2401 Warring Street Appeal by Harr and Stephens
This is the latest in a series of disputes BTU has fought at the Zoning Board – at the core is the interpretation of the Demolition Ordinance. In this case, a huge building on Warring near Channing has been under rent control for many years because it was used as a boarding house. Now, a new owner has removed all the renters and wants to turn it into a triplex. Rent Board staff and the owner appeared at the Zoning Board in the summertime. BTU was there as well. Everyone – even the owner Nathan George – seemed to agree that it was fair that one of the triplex units would be new construction because the owner is adding a lot of space, but that the other two units needed to stay under rent control.
Yet when the decision was written up by the staff from the Planning department, they chose to word the agreement in a way that would be legally unenforceable. This can get complex, but the gist of it is that Planning wants to give the building a new certificate of occupancy, and state law Costa Hawkins says a new COO means no rent control.
This is not what the Zoning Board intended. So BTU members Katherine Harr and Lisa Stephens filed an appeal.
Once again, the City Attorney is saying the units are empty and therefore not rent controlled units under the Demolition Ordinance. This means any building where the landlord can get the tenants out could easily be torn down with no mitigations for the loss of rent controlled housing.
The City is also saying that although Planning was aware that the building was a boarding house, it was not licensed to be one. This opens up over 4,000 units that have rent control but are not in Planning records as “permitted units” to lose rent control because they, too, could get a new certificate of occupancy.
Means Testing
Yes, you heard us right: the Housing Advisory Commission has asked Council to begin the process of means testing rent controlled tenants. Item 17 on the City Council agenda for Tuesday is the first step toward a plan by certain bitter property owners and the Council majority to tax middle income renters on their low rents.
“One approach we believe should be explored is to determine if some of the long term tenants in Berkeley’s rent controlled housing have been enjoying low rents while their incomes have been rising,” they wrote.
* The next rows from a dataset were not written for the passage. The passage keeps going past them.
//! Camera and preview components for the picam pipeline.
//!
//! This crate builds the camera component for video or still sessions,
//! the preview sink that consumes its preview output, and applies the
//! camera control values (exposure, white balance, effects, crop, annotation).

mod annotate;
mod camera;
mod error;
mod events;
mod params;
mod preview;
mod sensor;
mod zoom;

pub use annotate::{build_annotation, MAX_ANNOTATION_TEXT};
pub use camera::{create_still_camera, create_video_camera, CameraHandle};
pub use error::CameraError;
pub use events::spawn_control_logger;
pub use params::{
    apply_all, normalize_rotation, roi_to_crop, set_awb_gains, set_brightness, set_contrast,
    set_exposure_compensation, set_flips, set_roi, set_rotation, set_saturation, set_sharpness,
};
pub use preview::create_preview;
pub use sensor::{
    apply_sensor_defaults, check_camera_model, detect_sensor, SensorInfo, FALLBACK_HEIGHT,
    FALLBACK_SENSOR, FALLBACK_WIDTH,
};
pub use zoom::{zoom, zoom_crop, ZoomCommand, ZOOM_FULL, ZOOM_STEP};

/// Result type for camera operations.
pub type CameraResult<T> = Result<T, CameraError>;

/// Camera output feeding the preview.
pub const CAMERA_PREVIEW_PORT: u8 = 0;

/// Camera output feeding the video encoder.
pub const CAMERA_VIDEO_PORT: u8 = 1;

/// Camera output feeding the image encoder.
pub const CAMERA_CAPTURE_PORT: u8 = 2;

/// Number of camera outputs.
pub const CAMERA_OUTPUTS: u8 = 3;

/// Fewest buffers a streaming camera output may use without dropping frames.
pub const MIN_STREAMING_BUFFERS: u32 = 3;
//! Sensor discovery.

use picam_mmal::{ComponentKind, Graph, Parameter, ParameterId, PortRef};
use picam_types::CommonSettings;
use tracing::{debug, info, warn};

use crate::error::CameraError;
use crate::CameraResult;

/// Sensor assumed when discovery fails.
pub const FALLBACK_SENSOR: &str = "OV5647";
pub const FALLBACK_WIDTH: u32 = 2592;
pub const FALLBACK_HEIGHT: u32 = 1944;

/// HDMI to CSI-2 bridge that cannot be driven as a camera.
const UNSUPPORTED_BRIDGE: &str = "toshh2c";

/// Name and maximum resolution of the attached sensor.
#[derive(Debug, Clone, PartialEq, Eq)]
pub struct SensorInfo {
    pub name: String,
    pub max_width: u32,
    pub max_height: u32,
}

impl Default for SensorInfo {
    fn default() -> Self {
        Self {
            name: FALLBACK_SENSOR.to_string(),
            max_width: FALLBACK_WIDTH,
            max_height: FALLBACK_HEIGHT,
        }
    }
}

/// Query the camera-info component, falling back to the default sensor.
pub fn detect_sensor(graph: &mut Graph) -> SensorInfo {
    let info = match graph.create_component(ComponentKind::CameraInfo) {
        Ok(id) => {
            let result = graph.get_parameter(PortRef::control(id), ParameterId::CameraInfo);
            if let Err(e) = graph.destroy_component(id) {
                warn!("Failed to destroy camera info component: {}", e);
            }
            match result {
                Ok(Parameter::CameraInfo(info)) => Some(SensorInfo {
                    name: info.name,
                    max_width: info.max_width,
                    max_height: info.max_height,
                }),
                Ok(other) => {
                    warn!(?other, "Unexpected camera info reply");
                    None
                }
                Err(e) => {
                    warn!("Failed to read camera info: {}", e);
                    None
                }
            }
        }
        Err(e) => {
            warn!("Failed to create camera info component: {}", e);
            None
        }
    };

    match info {
        Some(info) => {
            info!(sensor = %info.name, width = info.max_width, height = info.max_height, "Sensor detected");
            info
        }
        None => {
            let info = SensorInfo::default();
            debug!(sensor = %info.name, "Using default sensor");
            info
        }
    }
}

/// Fail if the sensor cannot be used as a camera.
pub fn check_camera_model(name: &str) -> CameraResult<()> {
    if name.starts_with(UNSUPPORTED_BRIDGE) {
        return Err(CameraError::UnsupportedSensor(name.to_string()));
    }
    Ok(())
}

/// Fill in the sensor name, and the resolution where none was requested.
pub fn apply_sensor_defaults(common: &mut CommonSettings, sensor: &SensorInfo) {
    common.camera_name = sensor.name.clone();
    if common.width == 0 {
        common.width = sensor.max_width;
    }
    if common.height == 0 {
        common.height = sensor.max_height;
    }
}

#[cfg(test)]
mod tests {
    use super::*;
    use picam_mmal::sim::{SimConfig, SimulatedHardware};
    use picam_mmal::Host;
    use std::sync::Arc;

    fn setup(config: SimConfig) -> (Arc<SimulatedHardware>, Graph) {
        let sim = Arc::new(SimulatedHardware::new(config));
        let host = Host::new(sim.clone());
        host.bring_up().unwrap();
        (sim, host.graph().unwrap())
    }

    #[test]
    fn test_detect_sensor() {
        let (sim, mut graph) = setup(SimConfig::default());
        let info = detect_sensor(&mut graph);
        assert_eq!(info.name, "imx219");
        assert_eq!((info.max_width, info.max_height), (3280, 2464));
        assert_eq!(sim.component_count(), 0);
    }

    #[test]
    fn test_detect_sensor_fallback() {
        let (_sim, mut graph) = setup(SimConfig {
            sensor: None,
            ..SimConfig::default()
        });
        assert_eq!(detect_sensor(&mut graph), SensorInfo::default());

        let (_sim, mut graph) = setup(SimConfig {
            fail_create: Some(ComponentKind::CameraInfo),
            ..SimConfig::default()
        });
        assert_eq!(detect_sensor(&mut graph).name, FALLBACK_SENSOR);
    }

    #[test]
    fn test_check_camera_model() {
        assert!(check_camera_model("imx219").is_ok());
        assert!(matches!(
            check_camera_model("toshh2c"),
            Err(CameraError::UnsupportedSensor(_))
        ));
    }

    #[test]
    fn test_apply_sensor_defaults() {
        let sensor = SensorInfo::default();
        let mut common = CommonSettings::default();
        apply_sensor_defaults(&mut common, &sensor);
        assert_eq!((common.width, common.height), (FALLBACK_WIDTH, FALLBACK_HEIGHT));

        let mut common = CommonSettings {
            width: 640,
            height: 480,
            ..CommonSettings::default()
        };
        apply_sensor_defaults(&mut common, &sensor);
        assert_eq!((common.width, common.height), (640, 480));
        assert_eq!(common.camera_name, FALLBACK_SENSOR);
    }
}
There are many disturbing things about the proposal: the underlying assumption that rent control is a charity program and only the very poor deserve housing stability; the invasive nature of the proposal wherein longer term renters would be forced to disclose their income while owners do not have to do so; and the idea that measuring only income and rent would give the government any idea who can afford to pay more for housing, without considering medical bills, student tuition or student loans, number of dependents or other factors.
While BTU is pretty sure portions of the plan are actually illegal, and we expect the Rent Board will work to educate Council on that aspect, we need renters to stand together to show that local efforts to whittle away tenant protections and pit lower income folks against teachers, firefighters and small business owners making mid-range salaries will not be tolerated. Means testing would make Berkeley a city of just the very rich and very poor – just what rent stabilization was designed to prevent!
This type of proposal would never have been considered in the progressive Berkeley of the past and is clearly retaliation against tenants for supporting the “Robin Hood” ballot measures to tax owners of multiple rental units on their profits under vacancy decontrol.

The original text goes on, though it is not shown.